Why do you orbit a balck hole? Same reason you orbit a star. Back when it collapsed it left the spacetime outside itself curved in a particular way, and you respond to that curvature..

Even the thing you call the mass of the balck hole is referring to the kind of curvature you see outside the black hole. It is not the sum of the masses of the parts that make the star or black hole. And mass isn't the source of gravity anyway, and things without mass react to gravity anyway, so mass has nothing to do with it. When you have a kind of curvature that is bigger, you say it is a curvature of type $M$ with a larger $M.$

OK. So what kinds of things can you have? If you had a stationary (experts, please pardon the pun) spherically symmetric black hole, you might see the spacetime outside is curved in a way that doesn't change in time. But that means a moving person sees a curvature that is changing in time, it curves in a changing way around the star to look like it is not changing to the person moving with the star.

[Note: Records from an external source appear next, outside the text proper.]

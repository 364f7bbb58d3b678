// scheduler-core/src/core/cancellation.rs
// ============================================================================
// Module: Fleet Scheduler Cancellation
// Description: Lightweight cooperative cancellation shared by long-running
//              async loops (the event dispatcher, change-feed consumers).
// Purpose: Let a consumer ask a producer to stop without tearing down the
//          channel, and let the producer observe that request cheaply from
//          inside a `tokio::select!` arm.
// Dependencies: tokio
// ============================================================================

//! ## Overview
//! [`Cancellation`] pairs an [`AtomicBool`] flag (cheap to poll) with a
//! [`tokio::sync::Notify`] (so a waiter can `await` the transition instead of
//! spinning). Cloning shares the same underlying flag.

// ============================================================================
// SECTION: Imports
// ============================================================================

use std::sync::Arc;
use std::sync::atomic::AtomicBool;
use std::sync::atomic::Ordering;

use tokio::sync::Notify;

// ============================================================================
// SECTION: Cancellation
// ============================================================================

struct Inner {
    cancelled: AtomicBool,
    notify: Notify,
}

/// A cooperative cancellation flag shared between a producer loop and the
/// consumer that may want to stop it early.
#[derive(Clone)]
pub struct Cancellation {
    inner: Arc<Inner>,
}

impl Default for Cancellation {
    fn default() -> Self {
        Self::new()
    }
}

impl Cancellation {
    /// Creates a fresh, uncancelled token.
    #[must_use]
    pub fn new() -> Self {
        Self { inner: Arc::new(Inner { cancelled: AtomicBool::new(false), notify: Notify::new() }) }
    }

    /// Requests cancellation, waking any waiter blocked in [`Self::cancelled`].
    pub fn cancel(&self) {
        self.inner.cancelled.store(true, Ordering::SeqCst);
        self.inner.notify.notify_waiters();
    }

    /// Returns true once [`Self::cancel`] has been called.
    #[must_use]
    pub fn is_cancelled(&self) -> bool {
        self.inner.cancelled.load(Ordering::SeqCst)
    }

    /// Resolves once [`Self::cancel`] has been called. Intended for use as a
    /// `tokio::select!` branch alongside the producer's normal work.
    pub async fn cancelled(&self) {
        // The `Notified` future must be created before the flag is rechecked:
        // it captures the current notify-generation, so a `cancel()` landing
        // between the two steps below still wakes it on first poll instead of
        // being missed (`notify_waiters` only wakes waiters registered at the
        // time it runs).
        let notified = self.inner.notify.notified();
        if self.is_cancelled() {
            return;
        }
        notified.await;
    }
}

// ============================================================================
// SECTION: Tests
// ============================================================================

#[cfg(test)]
mod tests {
    use super::*;

    #[tokio::test]
    async fn cancelled_resolves_immediately_once_flagged() {
        let token = Cancellation::new();
        assert!(!token.is_cancelled());
        token.cancel();
        assert!(token.is_cancelled());
        token.cancelled().await;
    }

    #[tokio::test]
    async fn clone_shares_the_same_flag() {
        let token = Cancellation::new();
        let clone = token.clone();
        clone.cancel();
        assert!(token.is_cancelled());
    }
}
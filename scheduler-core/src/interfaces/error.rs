// scheduler-core/src/interfaces/error.rs
// ============================================================================
// Module: Fleet Scheduler Engine Error Taxonomy
// Description: The bad-request/not-found/conflict/transient/fatal taxonomy.
// Purpose: Give every engine operation a single error type callers can match
//          on to decide whether to retry, surface to a caller, or page.
// Dependencies: crate::core, thiserror
// ============================================================================

//! ## Overview
//! Every fallible engine operation returns [`EngineError`]. The variants are
//! chosen for what the *caller* should do, not for where the error
//! originated: a malformed identifier and an out-of-range desired count are
//! both `BadRequest`, even though one is caught in `core::identifiers` and
//! the other in a service. `Transient` errors are worth retrying with
//! backoff; `Fatal` errors indicate a detected invariant violation and are
//! logged for operator attention rather than retried.

// ============================================================================
// SECTION: Imports
// ============================================================================

use thiserror::Error;

use crate::core::environment::EnvironmentInvariantViolation;
use crate::core::identifiers::IdentifierError;

// ============================================================================
// SECTION: Engine Error
// ============================================================================

/// Error taxonomy shared by every engine-facing operation.
#[derive(Debug, Error)]
pub enum EngineError {
    /// The request is malformed and will never succeed unmodified.
    #[error("bad request: {0}")]
    BadRequest(String),
    /// The named resource does not exist.
    #[error("not found: {0}")]
    NotFound(String),
    /// A compare-and-swap lost a race, or a state precondition was not met.
    #[error("conflict: {0}")]
    Conflict(String),
    /// The orchestrator reported a status outside the set this code expects.
    #[error("unexpected status: {0}")]
    UnexpectedStatus(String),
    /// The operation failed for a reason expected to clear on retry.
    #[error("transient error: {0}")]
    Transient(String),
    /// An invariant that should be impossible to violate was violated.
    #[error("fatal: {0}")]
    Fatal(String),
}

impl From<IdentifierError> for EngineError {
    fn from(err: IdentifierError) -> Self {
        Self::BadRequest(err.to_string())
    }
}

impl From<EnvironmentInvariantViolation> for EngineError {
    fn from(err: EnvironmentInvariantViolation) -> Self {
        Self::Fatal(err.to_string())
    }
}

impl EngineError {
    /// Returns true for error variants a caller may reasonably retry.
    #[must_use]
    pub const fn is_retryable(&self) -> bool {
        matches!(self, Self::Transient(_) | Self::Conflict(_))
    }
}

#[cfg(test)]
mod tests {
    use super::*;

    #[test]
    fn conflict_and_transient_are_retryable() {
        assert!(EngineError::Conflict("x".into()).is_retryable());
        assert!(EngineError::Transient("x".into()).is_retryable());
        assert!(!EngineError::BadRequest("x".into()).is_retryable());
        assert!(!EngineError::Fatal("x".into()).is_retryable());
    }

    #[test]
    fn identifier_error_becomes_bad_request() {
        let err: EngineError = IdentifierError::Empty.into();
        assert!(matches!(err, EngineError::BadRequest(_)));
    }
}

Super. So curvature around a star can change and be dragged around with it. A rotating star is basically a bunch of parts of star all moving in a spinning fashion. They drag spacetime around them. This dragging of spacetime around them is the "see it on the outside" version of them rotating.

When you had a non rotating star it left spacetime outside curved, and that outside curvature is why you orbited it. When it was rotating it left the spacetime outside curved and dragging around. And you react to that.

But since you too can curve spacetime and you too could drag spacetime you could try to eliminate the curvature and the dragging.

The dragging is easier to eliminate becasue you could just go any direction you want, same direction as the balck hole or the opposite direction. When you go the opposite direction you can eliminate some of that dragging.

Trying to eliminate the curvature entirely is harder. You and the star are both made of the same positive kind of energy so unlike the rotation where you could just go the opposite direction there isn't an easy way to just do the opposite.

Now let's get to waves. When you were moving around you were creating the kind of dragging and curvature that by itself would make more of that curvature in front of you but the parts behind you are a bit to one side and the parts in front of you are a bit to the other side and so you aren't cancelling ea H other perfectly. Some the curvature is always leaking out.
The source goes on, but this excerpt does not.